(Data for the task begins)
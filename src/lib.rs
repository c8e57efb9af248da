//! aish_core - natural-language command resolution for the AISH shell
//!
//! Turns free-form input ("list all files", "delete them", "2 commands ago")
//! into a concrete builtin call or an OS-specific shell command line.
//!
//! Modules:
//! - normalize: whitespace collapsing, case folding, tokenizing
//! - similarity: sequence-matcher ratio and close-match search
//! - tables: pattern and command tables (JSON/YAML, embedded defaults)
//! - builtins: builtin registry and lookup
//! - resolver: tiered matcher (exact, head, fuzzy, passthrough)
//! - context: session history and entity memory
//! - references: "again", "them", "there" and other back-references
//! - entities: entity extraction from executed commands
//! - platform: OS detection and flag vocabularies
//! - executor: shell and builtin execution with timeouts
//! - history_log: persisted, bounded command history
//! - safety: dangerous-command classifier
//! - suggestions: "did you mean" hints
//! - config: YAML configuration
//! - session: one interactive turn, end to end

pub mod actions;
pub mod normalize;
pub mod similarity;
pub mod tables;
pub mod builtins;
pub mod resolver;
pub mod context;
pub mod references;
pub mod entities;
pub mod platform;
pub mod executor;
pub mod history_log;
pub mod safety;
pub mod suggestions;
pub mod config;
pub mod session;

// Re-export key types for convenience
pub use actions::{Action, Resolution, ResolveError, Tier};

pub use tables::{CommandTable, CommandTables, PatternTable, TableError, TableIssue};

pub use builtins::{BuiltinLookup, BuiltinOutput, BuiltinRegistry};

pub use resolver::{parse, ResolveOptions, Resolver};

pub use context::{
    ContextStore, Entities, EntityClass, EntityValue, HistoryEntry, SharedContext,
};

pub use references::{expand, resolve, Expansion, ReferenceRule};

pub use platform::{detect_os, OsFamily};

pub use executor::{ExecOpts, ExecOutcome};

pub use history_log::{HistoryLog, HistoryRecord};

pub use safety::{SafetyChecker, SafetyReport, Verdict};

pub use suggestions::{suggest, Suggestion, SuggestionReason};

pub use config::AishConfig;

pub use session::{Plan, Session, Turn};
//! Platform identification
//!
//! OS ids follow the table convention: "linux", "darwin", "windows", or any
//! other lower-case token. Flag vocabularies only distinguish two families.

use serde::{Deserialize, Serialize};

/// Current OS id in table form
pub fn detect_os() -> String {
    match std::env::consts::OS {
        "macos" => "darwin".to_string(),
        other => other.to_string(),
    }
}

/// Shell flag vocabulary family
#[derive(Clone, Copy, Debug, PartialEq, Eq, Serialize, Deserialize)]
#[serde(rename_all = "snake_case")]
pub enum OsFamily {
    Posix,
    Windows,
}

impl OsFamily {
    pub fn from_os_id(os: &str) -> Self {
        if os.eq_ignore_ascii_case("windows") {
            OsFamily::Windows
        } else {
            OsFamily::Posix
        }
    }

    pub fn current() -> Self {
        Self::from_os_id(&detect_os())
    }

    /// Program and flag used to run a command line
    pub fn shell(&self) -> (&'static str, &'static str) {
        match self {
            OsFamily::Posix => ("sh", "-c"),
            OsFamily::Windows => ("cmd", "/C"),
        }
    }

    /// Directory listing verb
    pub fn list_dir(&self) -> &'static str {
        match self {
            OsFamily::Posix => "ls",
            OsFamily::Windows => "dir",
        }
    }

    /// Flag that makes a listing verbose / long
    pub fn detail_flag(&self) -> &'static str {
        match self {
            OsFamily::Posix => "-l",
            OsFamily::Windows => "/q",
        }
    }

    /// Flag that orders a listing by size, largest first
    pub fn size_sort_flag(&self) -> &'static str {
        match self {
            OsFamily::Posix => "-S",
            OsFamily::Windows => "/o:-s",
        }
    }
}

impl std::fmt::Display for OsFamily {
    fn fmt(&self, f: &mut std::fmt::Formatter<'_>) -> std::fmt::Result {
        match self {
            OsFamily::Posix => write!(f, "posix"),
            OsFamily::Windows => write!(f, "windows"),
        }
    }
}
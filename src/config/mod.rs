//! Configuration module for budget-heads
//!
//! This module provides configuration management including:
//! - Config directory resolution
//! - User settings persistence

pub mod paths;
pub mod settings;

pub use paths::BudgetHeadPaths;
pub use settings::{IdStrategy, Settings};
//! Default budget heads
//!
//! Every registry built with seeding enabled starts from these five records.

use crate::models::{BudgetHead, BudgetHeadId, BudgetHeadType};

/// (id, name, code, type, description)
const DEFAULT_HEADS: &[(&str, &str, &str, BudgetHeadType, &str)] = &[
    (
        "1",
        "Maintenance",
        "MAINT",
        BudgetHeadType::Operational,
        "Regular maintenance and repair expenses",
    ),
    (
        "2",
        "Corpus Fund",
        "CORPUS",
        BudgetHeadType::Reserve,
        "Long-term corpus fund contributions",
    ),
    (
        "3",
        "Capital Expenditure",
        "CAPEX",
        BudgetHeadType::Capital,
        "Major capital investments and improvements",
    ),
    (
        "4",
        "Miscellaneous",
        "MISC",
        BudgetHeadType::Operational,
        "Other operational expenses",
    ),
    (
        "5",
        "Utilities",
        "UTIL",
        BudgetHeadType::Operational,
        "Water, electricity and common-area utilities",
    ),
];

/// Number of seeded records
pub const DEFAULT_HEAD_COUNT: usize = DEFAULT_HEADS.len();

/// Build the default budget heads, all active
pub fn default_budget_heads() -> Vec<BudgetHead> {
    DEFAULT_HEADS
        .iter()
        .map(|&(id, name, code, head_type, description)| BudgetHead {
            id: BudgetHeadId::new(id),
            name: name.to_string(),
            code: code.to_string(),
            head_type,
            description: description.to_string(),
            is_active: true,
        })
        .collect()
}
//! Display formatting for terminal output
//!
//! Provides utilities for formatting budget heads for terminal display.

pub mod budget_head;

pub use budget_head::{format_budget_head_details, format_budget_head_table, format_style_legend};
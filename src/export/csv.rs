//! CSV Export functionality
//!
//! Writes one row per budget head, in registry order.

use std::io::Write;

use crate::error::{BudgetHeadError, BudgetHeadResult};
use crate::models::BudgetHead;

/// Export budget heads to CSV
///
/// Rows are encoded into a buffer first, so a failing writer surfaces as an
/// `Io` error rather than an encoding one.
pub fn export_csv<W: Write>(heads: &[BudgetHead], writer: &mut W) -> BudgetHeadResult<()> {
    let mut csv_writer = ::csv::Writer::from_writer(Vec::new());

    csv_writer
        .write_record(["id", "name", "code", "type", "description", "is_active"])
        .map_err(|e| BudgetHeadError::Export(e.to_string()))?;

    for head in heads {
        csv_writer
            .write_record([
                head.id.as_str(),
                head.name.as_str(),
                head.code.as_str(),
                head.head_type.name(),
                head.description.as_str(),
                if head.is_active { "true" } else { "false" },
            ])
            .map_err(|e| BudgetHeadError::Export(e.to_string()))?;
    }

    let encoded = csv_writer
        .into_inner()
        .map_err(|e| BudgetHeadError::Export(e.to_string()))?;
    writer.write_all(&encoded)?;

    Ok(())
}

#[cfg(test)]
mod tests {
    use super::*;
    use crate::registry::default_budget_heads;

    #[test]
    fn test_csv_export() {
        let heads = default_budget_heads();

        let mut output = Vec::new();
        export_csv(&heads, &mut output).unwrap();

        let csv = String::from_utf8(output).unwrap();
        let lines: Vec<_> = csv.lines().collect();
        assert_eq!(lines[0], "id,name,code,type,description,is_active");
        assert_eq!(lines.len(), 6);
        assert!(lines[3].starts_with("3,Capital Expenditure,CAPEX,Capital,"));
        // Description with a comma is quoted
        assert!(lines[5].contains("\"Water, electricity and common-area utilities\""));
    }
}
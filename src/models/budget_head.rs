//! Budget head model
//!
//! A budget head is a named category used to classify financial transactions
//! (maintenance, corpus fund, capital expenditure, ...). Each head has a type
//! that also decides how it is styled when listed.

use serde::{Deserialize, Serialize};
use std::fmt;
use std::str::FromStr;

use super::command::BudgetHeadInput;
use super::ids::BudgetHeadId;

/// Classification of a budget head
#[derive(Debug, Clone, Copy, PartialEq, Eq, Hash, Serialize, Deserialize)]
pub enum BudgetHeadType {
    /// Day-to-day running costs
    Operational,
    /// Long-lived investments and improvements
    Capital,
    /// Money set aside for the future
    Reserve,
}

impl BudgetHeadType {
    /// Get all types in display order
    pub fn all() -> &'static [Self] {
        &[Self::Operational, Self::Capital, Self::Reserve]
    }

    /// Get the name for this type
    pub fn name(&self) -> &'static str {
        match self {
            Self::Operational => "Operational",
            Self::Capital => "Capital",
            Self::Reserve => "Reserve",
        }
    }

    /// Visual classification used when this type is displayed
    pub fn display_style(&self) -> DisplayStyle {
        match self {
            Self::Operational => DisplayStyle::Info,
            Self::Capital => DisplayStyle::Accent,
            Self::Reserve => DisplayStyle::Warning,
        }
    }
}

impl fmt::Display for BudgetHeadType {
    fn fmt(&self, f: &mut fmt::Formatter<'_>) -> fmt::Result {
        f.write_str(self.name())
    }
}

impl FromStr for BudgetHeadType {
    type Err = BudgetHeadValidationError;

    fn from_str(s: &str) -> Result<Self, Self::Err> {
        let trimmed = s.trim();
        Self::all()
            .iter()
            .copied()
            .find(|t| t.name().eq_ignore_ascii_case(trimmed))
            .ok_or_else(|| BudgetHeadValidationError::UnknownType(trimmed.to_string()))
    }
}

/// Visual classification tag for a budget head type
#[derive(Debug, Clone, Copy, PartialEq, Eq, Hash, Serialize, Deserialize)]
#[serde(rename_all = "lowercase")]
pub enum DisplayStyle {
    Info,
    Accent,
    Warning,
    /// Fallback for values that are not a known type
    Neutral,
}

impl DisplayStyle {
    /// Stable tag string for this style
    pub fn tag(&self) -> &'static str {
        match self {
            Self::Info => "info",
            Self::Accent => "accent",
            Self::Warning => "warning",
            Self::Neutral => "neutral",
        }
    }

    /// Terminal color used for badges of this style
    pub fn color(&self) -> &'static str {
        match self {
            Self::Info => "blue",
            Self::Accent => "purple",
            Self::Warning => "yellow",
            Self::Neutral => "gray",
        }
    }
}

impl fmt::Display for DisplayStyle {
    fn fmt(&self, f: &mut fmt::Formatter<'_>) -> fmt::Result {
        f.write_str(self.tag())
    }
}

/// Map a raw type string to its display style
///
/// Total over all input: anything that is not a known type maps to
/// [`DisplayStyle::Neutral`].
pub fn type_display_style(raw: &str) -> DisplayStyle {
    raw.parse::<BudgetHeadType>()
        .map(|t| t.display_style())
        .unwrap_or(DisplayStyle::Neutral)
}

/// A budget head record
#[derive(Debug, Clone, PartialEq, Eq, Serialize, Deserialize)]
#[serde(rename_all = "camelCase")]
pub struct BudgetHead {
    /// Unique identifier, never reassigned
    pub id: BudgetHeadId,

    /// Display name
    pub name: String,

    /// Short identifier (not required to be unique)
    pub code: String,

    /// Classification
    #[serde(rename = "type")]
    pub head_type: BudgetHeadType,

    /// Free-text description
    pub description: String,

    /// Whether the head is currently in use
    #[serde(default = "default_active")]
    pub is_active: bool,
}

fn default_active() -> bool {
    true
}

impl BudgetHead {
    /// Create a new, active budget head from validated input
    pub fn new(id: BudgetHeadId, input: BudgetHeadInput) -> Self {
        Self {
            id,
            name: input.name,
            code: input.code,
            head_type: input.head_type,
            description: input.description,
            is_active: true,
        }
    }

    /// Replace the editable fields, keeping id and active flag
    pub fn apply(&mut self, input: BudgetHeadInput) {
        self.name = input.name;
        self.code = input.code;
        self.head_type = input.head_type;
        self.description = input.description;
    }

    /// Flip the active flag, returning the new value
    pub fn toggle_active(&mut self) -> bool {
        self.is_active = !self.is_active;
        self.is_active
    }

    /// Current field values as form input
    pub fn to_input(&self) -> BudgetHeadInput {
        BudgetHeadInput {
            name: self.name.clone(),
            code: self.code.clone(),
            head_type: self.head_type,
            description: self.description.clone(),
        }
    }

    /// Display style for this head's type
    pub fn display_style(&self) -> DisplayStyle {
        self.head_type.display_style()
    }

    /// Human-readable status
    pub fn status_label(&self) -> &'static str {
        if self.is_active {
            "Active"
        } else {
            "Inactive"
        }
    }
}

impl fmt::Display for BudgetHead {
    fn fmt(&self, f: &mut fmt::Formatter<'_>) -> fmt::Result {
        write!(f, "{} ({})", self.name, self.code)
    }
}

/// Validation errors for budget head input
#[derive(Debug, Clone, PartialEq, Eq)]
pub enum BudgetHeadValidationError {
    EmptyName,
    EmptyCode,
    EmptyDescription,
    MissingType,
    UnknownType(String),
}

impl fmt::Display for BudgetHeadValidationError {
    fn fmt(&self, f: &mut fmt::Formatter<'_>) -> fmt::Result {
        match self {
            Self::EmptyName => write!(f, "Budget head name is required"),
            Self::EmptyCode => write!(f, "Budget head code is required"),
            Self::EmptyDescription => write!(f, "Budget head description is required"),
            Self::MissingType => write!(f, "Budget head type is required"),
            Self::UnknownType(raw) => write!(
                f,
                "Unknown budget head type '{}' (expected Operational, Capital or Reserve)",
                raw
            ),
        }
    }
}

impl std::error::Error for BudgetHeadValidationError {}

#[cfg(test)]
mod tests {
    use super::*;

    fn sample() -> BudgetHead {
        let input = BudgetHeadInput::new(
            "Maintenance",
            "MAINT",
            BudgetHeadType::Operational,
            "Regular upkeep",
        )
        .unwrap();
        BudgetHead::new(BudgetHeadId::new("1"), input)
    }

    #[test]
    fn test_new_head_is_active() {
        let head = sample();
        assert!(head.is_active);
        assert_eq!(head.id.as_str(), "1");
        assert_eq!(head.to_string(), "Maintenance (MAINT)");
    }

    #[test]
    fn test_type_parse_is_case_insensitive() {
        assert_eq!("capital".parse::<BudgetHeadType>(), Ok(BudgetHeadType::Capital));
        assert_eq!(" Reserve ".parse::<BudgetHeadType>(), Ok(BudgetHeadType::Reserve));
        assert_eq!(
            "Sinking".parse::<BudgetHeadType>(),
            Err(BudgetHeadValidationError::UnknownType("Sinking".into()))
        );
    }

    #[test]
    fn test_display_styles_are_distinct() {
        let styles: Vec<_> = BudgetHeadType::all()
            .iter()
            .map(|t| t.display_style())
            .collect();
        assert_eq!(styles.len(), 3);
        assert_ne!(styles[0], styles[1]);
        assert_ne!(styles[1], styles[2]);
        assert_ne!(styles[0], styles[2]);
        assert!(!styles.contains(&DisplayStyle::Neutral));
    }

    #[test]
    fn test_type_display_style_fallback() {
        assert_eq!(type_display_style("Operational"), DisplayStyle::Info);
        assert_eq!(type_display_style("Capital"), DisplayStyle::Accent);
        assert_eq!(type_display_style("Reserve"), DisplayStyle::Warning);
        assert_eq!(type_display_style("Other"), DisplayStyle::Neutral);
        assert_eq!(type_display_style(""), DisplayStyle::Neutral);
        assert_eq!(type_display_style("Other"), type_display_style("Other"));
    }

    #[test]
    fn test_toggle_is_involution() {
        let mut head = sample();
        assert!(!head.toggle_active());
        assert!(head.toggle_active());
        assert_eq!(head.status_label(), "Active");
    }

    #[test]
    fn test_apply_keeps_identity() {
        let mut head = sample();
        head.toggle_active();
        let input = BudgetHeadInput::new(
            "Repairs",
            "REP",
            BudgetHeadType::Capital,
            "Structural repairs",
        )
        .unwrap();
        head.apply(input);
        assert_eq!(head.id.as_str(), "1");
        assert!(!head.is_active);
        assert_eq!(head.name, "Repairs");
        assert_eq!(head.head_type, BudgetHeadType::Capital);
    }

    #[test]
    fn test_serialization_uses_camel_case() {
        let head = sample();
        let json = serde_json::to_value(&head).unwrap();
        assert_eq!(json["isActive"], true);
        assert_eq!(json["type"], "Operational");
        let back: BudgetHead = serde_json::from_value(json).unwrap();
        assert_eq!(back, head);
    }
}
//! Budget head display formatting
//!
//! Formats budget heads for terminal output as a table, a detail view, and
//! a legend of type styles.

use tabled::settings::Style;
use tabled::{Table, Tabled};

use crate::models::{BudgetHead, BudgetHeadType, DisplayStyle};

#[derive(Tabled)]
struct BudgetHeadRow<'a> {
    #[tabled(rename = "#")]
    position: usize,
    #[tabled(rename = "ID")]
    id: &'a str,
    #[tabled(rename = "Name")]
    name: &'a str,
    #[tabled(rename = "Code")]
    code: &'a str,
    #[tabled(rename = "Type")]
    head_type: &'static str,
    #[tabled(rename = "Style")]
    style: &'static str,
    #[tabled(rename = "Status")]
    status: &'static str,
}

/// Format budget heads as a table, in registry order
pub fn format_budget_head_table(heads: &[BudgetHead]) -> String {
    if heads.is_empty() {
        return "No budget heads found.\n".to_string();
    }

    let rows = heads.iter().enumerate().map(|(i, head)| BudgetHeadRow {
        position: i + 1,
        id: head.id.as_str(),
        name: &head.name,
        code: &head.code,
        head_type: head.head_type.name(),
        style: head.display_style().tag(),
        status: head.status_label(),
    });

    let mut table = Table::new(rows);
    table.with(Style::sharp());

    let active = heads.iter().filter(|h| h.is_active).count();
    format!(
        "{}\n{} budget heads ({} active)\n",
        table,
        heads.len(),
        active
    )
}

/// Format budget head details
pub fn format_budget_head_details(head: &BudgetHead) -> String {
    let mut output = String::new();

    output.push_str(&format!("Budget Head: {}\n", head.name));
    output.push_str(&format!("  ID:          {}\n", head.id));
    output.push_str(&format!("  Code:        {}\n", head.code));
    output.push_str(&format!(
        "  Type:        {} ({})\n",
        head.head_type,
        head.display_style()
    ));
    output.push_str(&format!("  Status:      {}\n", head.status_label()));
    output.push_str(&format!("  Description: {}\n", head.description));

    output
}

/// Format the type-to-style mapping
pub fn format_style_legend() -> String {
    let mut output = String::new();
    output.push_str("Type Styles:\n");

    for head_type in BudgetHeadType::all() {
        let style = head_type.display_style();
        output.push_str(&format!(
            "  {:<12} {:<8} {}\n",
            head_type.name(),
            style.tag(),
            style.color()
        ));
    }

    let fallback = DisplayStyle::Neutral;
    output.push_str(&format!(
        "  {:<12} {:<8} {}\n",
        "(other)",
        fallback.tag(),
        fallback.color()
    ));

    output
}
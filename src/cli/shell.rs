//! Interactive shell
//!
//! Reads commands line by line and applies them to one long-lived
//! [`CliContext`], so changes made in the shell stay visible until it exits.
//! On top of the regular commands the shell drives the form directly:
//!
//! ```text
//! new                       open a blank form
//! open <id|code>            open the form on an existing budget head
//! set <field> <value...>    fill in name, code, type or description
//! form                      show the open form
//! submit                    create or update from the form
//! cancel                    close the form without saving
//! ```

use std::io::{BufRead, Write};

use clap::{Parser, Subcommand};
use tracing::debug;

use super::budget_head::{handle_budget_head_command, BudgetHeadCommands, CliContext};
use crate::error::{BudgetHeadError, BudgetHeadResult};
use crate::session::{FormField, SessionMode};

/// One line of shell input
#[derive(Parser, Debug)]
#[command(name = "shell", no_binary_name = true, disable_version_flag = true)]
struct ShellLine {
    #[command(subcommand)]
    command: ShellCommand,
}

#[derive(Subcommand, Debug)]
enum ShellCommand {
    #[command(flatten)]
    Head(BudgetHeadCommands),

    /// Open a blank form for a new budget head
    New,

    /// Open the form on an existing budget head
    Open {
        /// Budget head ID or code
        head: String,
    },

    /// Set a form field
    Set {
        /// Field name (name, code, type, description)
        field: String,
        /// Value (remaining words are joined with spaces)
        #[arg(required = true, num_args = 1.., allow_hyphen_values = true)]
        value: Vec<String>,
    },

    /// Show the open form
    Form,

    /// Create or update from the open form
    Submit,

    /// Close the form without saving
    Cancel,

    /// Leave the shell
    #[command(alias = "exit")]
    Quit,
}

/// Whether the shell should keep reading
#[derive(Debug, Clone, Copy, PartialEq, Eq)]
pub enum Flow {
    Continue,
    Quit,
}

/// Run the shell until `quit` or end of input
pub fn run_shell<R: BufRead, W: Write>(
    ctx: &mut CliContext,
    input: R,
    out: &mut W,
) -> BudgetHeadResult<()> {
    writeln!(out, "Budget heads shell. Type 'help' for commands, 'quit' to leave.")?;
    prompt(ctx, out)?;

    for line in input.lines() {
        let line = line?;
        if execute_line(ctx, &line, out)? == Flow::Quit {
            break;
        }
        prompt(ctx, out)?;
    }

    Ok(())
}

/// Execute one line of shell input
///
/// Command errors are printed and the shell carries on; only output
/// failures are returned.
pub fn execute_line<W: Write>(
    ctx: &mut CliContext,
    line: &str,
    out: &mut W,
) -> BudgetHeadResult<Flow> {
    let line = line.trim();
    if line.is_empty() || line.starts_with('#') {
        return Ok(Flow::Continue);
    }

    let Some(words) = shlex::split(line) else {
        writeln!(out, "Error: unbalanced quotes")?;
        return Ok(Flow::Continue);
    };

    let parsed = match ShellLine::try_parse_from(words) {
        Ok(parsed) => parsed,
        Err(err) => {
            // Help and usage errors are both rendered by clap
            write!(out, "{}", err.render())?;
            return Ok(Flow::Continue);
        }
    };
    debug!(command = ?parsed.command, "shell command");

    if matches!(parsed.command, ShellCommand::Quit) {
        return Ok(Flow::Quit);
    }

    let result = dispatch(ctx, parsed.command, out);
    let notified = ctx.notifications.entries().iter().any(|n| n.is_error());
    ctx.flush_notifications(out)?;

    match result {
        Ok(()) => {}
        Err(err @ BudgetHeadError::Io(_)) => return Err(err),
        Err(err) => {
            if !notified {
                writeln!(out, "Error: {}", err)?;
            }
        }
    }

    Ok(Flow::Continue)
}

fn dispatch<W: Write>(
    ctx: &mut CliContext,
    command: ShellCommand,
    out: &mut W,
) -> BudgetHeadResult<()> {
    match command {
        ShellCommand::Head(cmd) => handle_budget_head_command(ctx, cmd, out),

        ShellCommand::New => {
            ctx.session.open_create();
            writeln!(out, "New budget head form opened.")?;
            Ok(())
        }

        ShellCommand::Open { head } => {
            let id = ctx.resolve(&head)?;
            let (session, service) = ctx.split();
            session.open_edit(&service, &id)?;
            writeln!(out, "Editing budget head {}.", id)?;
            Ok(())
        }

        ShellCommand::Set { field, value } => {
            let field: FormField = field.parse()?;
            ctx.session.set_field(field, value.join(" "))?;
            Ok(())
        }

        ShellCommand::Form => write_form(ctx, out),

        ShellCommand::Submit => {
            let (session, mut service) = ctx.split();
            let head = session.submit(&mut service)?;
            writeln!(out, "  ID: {}", head.id)?;
            Ok(())
        }

        ShellCommand::Cancel => {
            ctx.session.cancel();
            writeln!(out, "Form closed.")?;
            Ok(())
        }

        ShellCommand::Quit => Ok(()),
    }
}

fn write_form<W: Write>(ctx: &CliContext, out: &mut W) -> BudgetHeadResult<()> {
    let session = &ctx.session;
    match session.mode() {
        SessionMode::Idle => {
            writeln!(out, "No form is open.")?;
            return Ok(());
        }
        SessionMode::Creating => writeln!(out, "New budget head")?,
        SessionMode::Editing => {
            if let Some(target) = session.editing_target() {
                writeln!(out, "Editing {} (ID {})", target, target.id)?;
            }
        }
    }

    for field in FormField::all() {
        writeln!(out, "  {:<12} {}", field.key(), session.values().get(*field))?;
    }
    if let Some(message) = session.error_message() {
        writeln!(out, "  ! {}", message)?;
    }
    Ok(())
}

fn prompt<W: Write>(ctx: &CliContext, out: &mut W) -> BudgetHeadResult<()> {
    let marker = match ctx.session.mode() {
        SessionMode::Idle => "",
        SessionMode::Creating => " [new]",
        SessionMode::Editing => " [edit]",
    };
    write!(out, "budget-heads{}> ", marker)?;
    out.flush()?;
    Ok(())
}

#[cfg(test)]
mod tests {
    use super::*;
    use crate::config::Settings;

    fn run_script(script: &str) -> (CliContext, String) {
        let mut ctx = CliContext::new(Settings::default());
        let mut out = Vec::new();
        run_shell(&mut ctx, script.as_bytes(), &mut out).unwrap();
        (ctx, String::from_utf8(out).unwrap())
    }

    #[test]
    fn test_form_create_flow() {
        let (ctx, output) = run_script(
            "new\n\
             set name Insurance\n\
             set code INS\n\
             set type Operational\n\
             set description \"Insurance premiums\"\n\
             submit\n",
        );

        assert!(output.contains("[+] Budget head \"Insurance\" created"));
        assert_eq!(ctx.registry.len(), 6);
        let created = &ctx.registry.as_slice()[5];
        assert_eq!(created.description, "Insurance premiums");
        assert!(created.is_active);
    }

    #[test]
    fn test_state_persists_between_lines() {
        let (ctx, output) = run_script("delete 3\nshow 3\nlist\n");
        assert!(output.contains("\"Capital Expenditure\" deleted"));
        assert!(output.contains("Error: Budget head not found: 3"));
        assert_eq!(ctx.registry.len(), 4);
    }

    #[test]
    fn test_edit_and_cancel() {
        let (ctx, output) = run_script("open MAINT\nset name Something Else\nform\ncancel\n");
        assert!(output.contains("Editing Maintenance (MAINT)"));
        assert!(output.contains("Something Else"));
        assert!(output.contains("Form closed."));
        assert_eq!(ctx.registry.as_slice()[0].name, "Maintenance");
    }

    #[test]
    fn test_rejected_submit_reports_once() {
        let (ctx, output) = run_script("new\nset name Insurance\nsubmit\n");
        assert_eq!(output.matches("required").count(), 1);
        assert!(output.contains("[x]"));
        assert!(ctx.session.is_open());
    }

    #[test]
    fn test_create_leaves_new_form_open() {
        let (ctx, output) = run_script(
            "new\n\
             set name Draft\n\
             set code DRF\n\
             create -n Insurance -c INS -t capital -d Premiums\n\
             form\n",
        );

        assert!(output.contains("\"Insurance\" created"));
        assert!(!output.contains("No form is open."));
        assert!(ctx.session.is_open());
        assert_eq!(ctx.session.values().get(FormField::Name), "Draft");
        assert_eq!(ctx.session.values().get(FormField::Code), "DRF");
    }

    #[test]
    fn test_edit_leaves_open_form_submittable() {
        let (ctx, output) = run_script(
            "open 2\n\
             set name \"Reserve Fund\"\n\
             edit 1 --name Upkeep\n\
             submit\n",
        );

        assert!(!output.contains("Session error"));
        assert!(output.contains("\"Upkeep\" updated"));
        assert!(output.contains("\"Reserve Fund\" updated"));
        assert_eq!(ctx.registry.as_slice()[0].name, "Upkeep");
        assert_eq!(ctx.registry.as_slice()[1].name, "Reserve Fund");
        assert!(!ctx.session.is_open());
    }

    struct BrokenPipe;

    impl Write for BrokenPipe {
        fn write(&mut self, _buf: &[u8]) -> std::io::Result<usize> {
            Err(std::io::Error::new(std::io::ErrorKind::BrokenPipe, "closed"))
        }

        fn flush(&mut self) -> std::io::Result<()> {
            Ok(())
        }
    }

    #[test]
    fn test_output_failure_is_returned() {
        for line in ["list", "list --format json", "list --format yaml", "list --format csv"] {
            let mut ctx = CliContext::new(Settings::default());
            let result = execute_line(&mut ctx, line, &mut BrokenPipe);
            assert!(
                matches!(result, Err(BudgetHeadError::Io(_))),
                "{line}: {result:?}"
            );
        }
    }

    #[test]
    fn test_quit_stops_reading() {
        let (ctx, _) = run_script("quit\ndelete 1\n");
        assert_eq!(ctx.registry.len(), 5);
    }

    #[test]
    fn test_bad_input_does_not_stop_shell() {
        let (ctx, output) = run_script("frobnicate\nset\nset name \"unterminated\ntoggle 2\n");
        assert!(output.contains("unbalanced quotes"));
        assert!(output.contains("\"Corpus Fund\" deactivated"));
        assert!(!ctx.registry.as_slice()[1].is_active);
    }
}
(Data for the task ends)
Copy every line from the data that includes the string "blank".

Answer to this task |
//! new                       open a blank form
    /// Open a blank form for a new budget head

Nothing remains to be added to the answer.